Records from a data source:
-- Opening Marker --
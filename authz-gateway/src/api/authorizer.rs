use crate::auth::models::AuthorizerEvent;
use crate::auth::policy::CapabilityDecision;
use crate::errors::{AuthError, ErrorDetails};
use crate::openapi::AUTHORIZER_TAG;
use crate::state::AppState;
use axum::{
    extract::{Json, State},
    response::{IntoResponse, Response},
};
use http::StatusCode;

#[utoipa::path(
    post,
    path = "/authorizer",
    tag = AUTHORIZER_TAG,
    request_body = AuthorizerEvent,
    responses(
        (status = 200, description = "Capability decision for the requested resource", body = CapabilityDecision),
        (status = 401, description = "Missing or invalid bearer credential", body = ErrorDetails),
        (status = 500, description = "Internal server error", body = ErrorDetails)
    )
)]
pub(crate) async fn authorizer_handler(
    State(state): State<AppState>,
    Json(event): Json<AuthorizerEvent>,
) -> Response {
    match state.auth.authorize(&event).await {
        Ok(decision) => (StatusCode::OK, Json(decision)).into_response(),
        Err(err @ AuthError::Unauthorized) => {
            log::warn!("Rejected unauthorized request for: {}", event.method_arn);
            err.into_response()
        }
        Err(err) => {
            log::error!("Failed to authorize request: {}", err);
            err.into_response()
        }
    }
}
-- Closing Marker --
Scan the data above. Return every line with "ErrorDetails" in it.

use crate::errors::{AuthError, ErrorDetails};
        (status = 401, description = "Missing or invalid bearer credential", body = ErrorDetails),
        (status = 500, description = "Internal server error", body = ErrorDetails)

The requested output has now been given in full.